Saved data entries
══════════

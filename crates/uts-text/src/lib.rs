//! UTS Text - The canonical timestamp wire format
//!
//! One bit-exact external contract: `YYYY-MM-DDTHH:MM:SS[.f{1,9}]Z`,
//! always UTC. This crate implements both directions:
//! - [`format`] / [`format_into`]: instant to canonical text
//! - [`parse_strict`] / [`parse_lenient`]: canonical text to instant

pub mod format;
pub mod parse;

pub use format::*;
pub use parse::*;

══════════

Whatever appears in the data above should be set down again exactly.

## RESPONSE TO THE EXERCISE
filename crates/uts-text/src/lib.rs
//! UTS Text - The canonical timestamp wire format
//!
//! One bit-exact external contract: `YYYY-MM-DDTHH:MM:SS[.f{1,9}]Z`,
//! always UTC. This crate implements both directions:
//! - [`format`] / [`format_into`]: instant to canonical text
//! - [`parse_strict`] / [`parse_lenient`]: canonical text to instant

pub mod format;
pub mod parse;

pub use format::*;
pub use parse::*;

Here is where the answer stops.